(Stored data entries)
BEGIN

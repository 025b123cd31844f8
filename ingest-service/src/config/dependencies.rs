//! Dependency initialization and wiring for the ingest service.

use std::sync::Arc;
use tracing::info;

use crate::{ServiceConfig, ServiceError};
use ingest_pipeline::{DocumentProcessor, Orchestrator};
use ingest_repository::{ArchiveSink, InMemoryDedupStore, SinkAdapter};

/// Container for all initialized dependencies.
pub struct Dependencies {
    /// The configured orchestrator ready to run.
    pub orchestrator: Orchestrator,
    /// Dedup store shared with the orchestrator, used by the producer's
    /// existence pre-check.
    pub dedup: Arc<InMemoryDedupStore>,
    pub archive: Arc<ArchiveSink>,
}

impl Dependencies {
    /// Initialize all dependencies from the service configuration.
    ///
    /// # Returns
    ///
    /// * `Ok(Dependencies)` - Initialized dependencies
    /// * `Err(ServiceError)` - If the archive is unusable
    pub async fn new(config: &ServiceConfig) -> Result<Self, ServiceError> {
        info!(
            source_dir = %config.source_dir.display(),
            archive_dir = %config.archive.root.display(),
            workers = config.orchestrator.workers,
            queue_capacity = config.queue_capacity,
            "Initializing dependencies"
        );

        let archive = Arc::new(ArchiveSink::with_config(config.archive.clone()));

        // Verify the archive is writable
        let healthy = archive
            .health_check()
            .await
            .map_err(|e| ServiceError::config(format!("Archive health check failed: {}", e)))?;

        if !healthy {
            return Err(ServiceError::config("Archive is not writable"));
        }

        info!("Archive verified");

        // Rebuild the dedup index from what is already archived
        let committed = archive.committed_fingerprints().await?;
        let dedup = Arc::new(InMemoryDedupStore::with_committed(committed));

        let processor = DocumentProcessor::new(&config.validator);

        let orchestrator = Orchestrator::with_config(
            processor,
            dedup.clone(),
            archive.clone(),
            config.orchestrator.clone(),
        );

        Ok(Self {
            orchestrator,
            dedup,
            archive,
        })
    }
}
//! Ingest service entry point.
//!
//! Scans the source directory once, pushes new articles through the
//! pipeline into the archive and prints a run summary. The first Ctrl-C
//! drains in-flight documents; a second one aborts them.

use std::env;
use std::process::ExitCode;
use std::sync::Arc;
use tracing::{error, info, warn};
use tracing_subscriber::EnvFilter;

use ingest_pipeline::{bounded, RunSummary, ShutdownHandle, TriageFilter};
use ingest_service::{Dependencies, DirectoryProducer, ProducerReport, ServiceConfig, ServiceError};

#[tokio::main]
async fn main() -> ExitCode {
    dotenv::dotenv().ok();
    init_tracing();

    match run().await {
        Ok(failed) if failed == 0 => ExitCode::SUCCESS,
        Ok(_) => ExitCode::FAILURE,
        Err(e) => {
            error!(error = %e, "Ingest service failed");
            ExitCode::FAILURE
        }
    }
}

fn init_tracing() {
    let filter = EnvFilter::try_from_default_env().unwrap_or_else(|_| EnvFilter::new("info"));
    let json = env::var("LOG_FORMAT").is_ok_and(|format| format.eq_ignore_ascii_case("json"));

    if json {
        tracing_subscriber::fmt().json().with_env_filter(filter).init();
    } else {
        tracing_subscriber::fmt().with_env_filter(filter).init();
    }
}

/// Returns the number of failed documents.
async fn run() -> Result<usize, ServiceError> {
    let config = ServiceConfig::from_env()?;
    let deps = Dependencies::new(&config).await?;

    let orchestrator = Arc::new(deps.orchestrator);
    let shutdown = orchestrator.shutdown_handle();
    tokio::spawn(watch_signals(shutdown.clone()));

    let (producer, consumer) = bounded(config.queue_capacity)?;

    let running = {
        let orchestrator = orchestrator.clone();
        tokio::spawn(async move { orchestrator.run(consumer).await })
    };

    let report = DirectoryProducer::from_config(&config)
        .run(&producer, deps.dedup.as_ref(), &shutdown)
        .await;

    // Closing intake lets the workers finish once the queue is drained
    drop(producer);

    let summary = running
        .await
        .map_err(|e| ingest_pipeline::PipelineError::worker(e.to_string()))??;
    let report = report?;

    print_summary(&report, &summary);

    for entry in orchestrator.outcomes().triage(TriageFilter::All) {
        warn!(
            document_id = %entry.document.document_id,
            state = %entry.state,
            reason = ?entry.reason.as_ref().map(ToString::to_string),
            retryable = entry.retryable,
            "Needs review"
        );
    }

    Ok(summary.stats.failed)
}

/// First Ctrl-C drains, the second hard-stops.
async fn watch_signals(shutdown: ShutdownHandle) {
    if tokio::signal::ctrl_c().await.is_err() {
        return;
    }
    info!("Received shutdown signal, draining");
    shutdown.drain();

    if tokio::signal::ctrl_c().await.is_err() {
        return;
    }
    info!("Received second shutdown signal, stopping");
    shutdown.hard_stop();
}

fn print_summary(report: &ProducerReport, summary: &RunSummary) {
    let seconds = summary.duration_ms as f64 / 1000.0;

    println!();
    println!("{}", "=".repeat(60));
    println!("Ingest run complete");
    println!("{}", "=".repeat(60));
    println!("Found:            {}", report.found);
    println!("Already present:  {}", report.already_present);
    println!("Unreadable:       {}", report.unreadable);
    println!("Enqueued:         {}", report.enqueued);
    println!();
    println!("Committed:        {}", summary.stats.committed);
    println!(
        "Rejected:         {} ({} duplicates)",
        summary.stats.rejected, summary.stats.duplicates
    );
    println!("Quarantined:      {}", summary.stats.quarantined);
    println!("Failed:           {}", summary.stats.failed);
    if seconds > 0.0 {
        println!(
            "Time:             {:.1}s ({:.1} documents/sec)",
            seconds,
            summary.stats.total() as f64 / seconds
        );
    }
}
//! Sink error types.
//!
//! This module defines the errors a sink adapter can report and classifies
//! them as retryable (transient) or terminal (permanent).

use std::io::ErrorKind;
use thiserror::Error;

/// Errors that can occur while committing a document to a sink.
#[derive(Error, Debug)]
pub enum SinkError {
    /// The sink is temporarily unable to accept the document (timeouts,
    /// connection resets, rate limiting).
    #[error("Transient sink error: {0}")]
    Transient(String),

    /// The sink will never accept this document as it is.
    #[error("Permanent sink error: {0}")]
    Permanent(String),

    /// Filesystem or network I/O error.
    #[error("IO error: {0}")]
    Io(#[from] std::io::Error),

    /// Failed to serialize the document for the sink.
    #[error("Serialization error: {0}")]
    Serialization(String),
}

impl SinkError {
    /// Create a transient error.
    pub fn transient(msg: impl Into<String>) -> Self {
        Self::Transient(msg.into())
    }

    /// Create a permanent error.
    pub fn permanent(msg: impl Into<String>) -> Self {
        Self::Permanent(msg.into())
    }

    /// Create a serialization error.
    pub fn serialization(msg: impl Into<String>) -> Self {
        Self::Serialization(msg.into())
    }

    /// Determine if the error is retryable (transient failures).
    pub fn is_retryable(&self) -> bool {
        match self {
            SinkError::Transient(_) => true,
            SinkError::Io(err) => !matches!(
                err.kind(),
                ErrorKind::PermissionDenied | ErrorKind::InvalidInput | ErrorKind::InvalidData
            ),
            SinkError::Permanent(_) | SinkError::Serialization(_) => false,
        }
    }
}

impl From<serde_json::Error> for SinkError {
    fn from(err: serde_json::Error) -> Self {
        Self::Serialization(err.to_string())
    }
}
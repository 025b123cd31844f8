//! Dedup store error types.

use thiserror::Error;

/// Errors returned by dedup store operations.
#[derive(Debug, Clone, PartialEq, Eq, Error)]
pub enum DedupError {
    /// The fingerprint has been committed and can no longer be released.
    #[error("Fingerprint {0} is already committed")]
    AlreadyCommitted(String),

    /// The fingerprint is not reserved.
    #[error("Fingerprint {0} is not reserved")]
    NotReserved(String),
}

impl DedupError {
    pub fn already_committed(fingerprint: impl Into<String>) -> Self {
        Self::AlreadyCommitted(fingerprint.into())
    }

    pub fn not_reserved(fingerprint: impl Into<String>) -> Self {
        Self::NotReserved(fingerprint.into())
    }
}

END

▶ **WHAT IS EXPECTED**: Using the data above, transcribe the lines that run from the line with "articles through the" to the line with "tracing_subscriber::fmt().with_env_filter(filter).init();", both ends kept, and output nothing else.

▶ **YOUR SOLUTION**:
//! Scans the source directory once, pushes new articles through the
//! pipeline into the archive and prints a run summary. The first Ctrl-C
//! drains in-flight documents; a second one aborts them.

use std::env;
use std::process::ExitCode;
use std::sync::Arc;
use tracing::{error, info, warn};
use tracing_subscriber::EnvFilter;

use ingest_pipeline::{bounded, RunSummary, ShutdownHandle, TriageFilter};
use ingest_service::{Dependencies, DirectoryProducer, ProducerReport, ServiceConfig, ServiceError};

#[tokio::main]
async fn main() -> ExitCode {
    dotenv::dotenv().ok();
    init_tracing();

    match run().await {
        Ok(failed) if failed == 0 => ExitCode::SUCCESS,
        Ok(_) => ExitCode::FAILURE,
        Err(e) => {
            error!(error = %e, "Ingest service failed");
            ExitCode::FAILURE
        }
    }
}

fn init_tracing() {
    let filter = EnvFilter::try_from_default_env().unwrap_or_else(|_| EnvFilter::new("info"));
    let json = env::var("LOG_FORMAT").is_ok_and(|format| format.eq_ignore_ascii_case("json"));

    if json {
        tracing_subscriber::fmt().json().with_env_filter(filter).init();
    } else {
        tracing_subscriber::fmt().with_env_filter(filter).init();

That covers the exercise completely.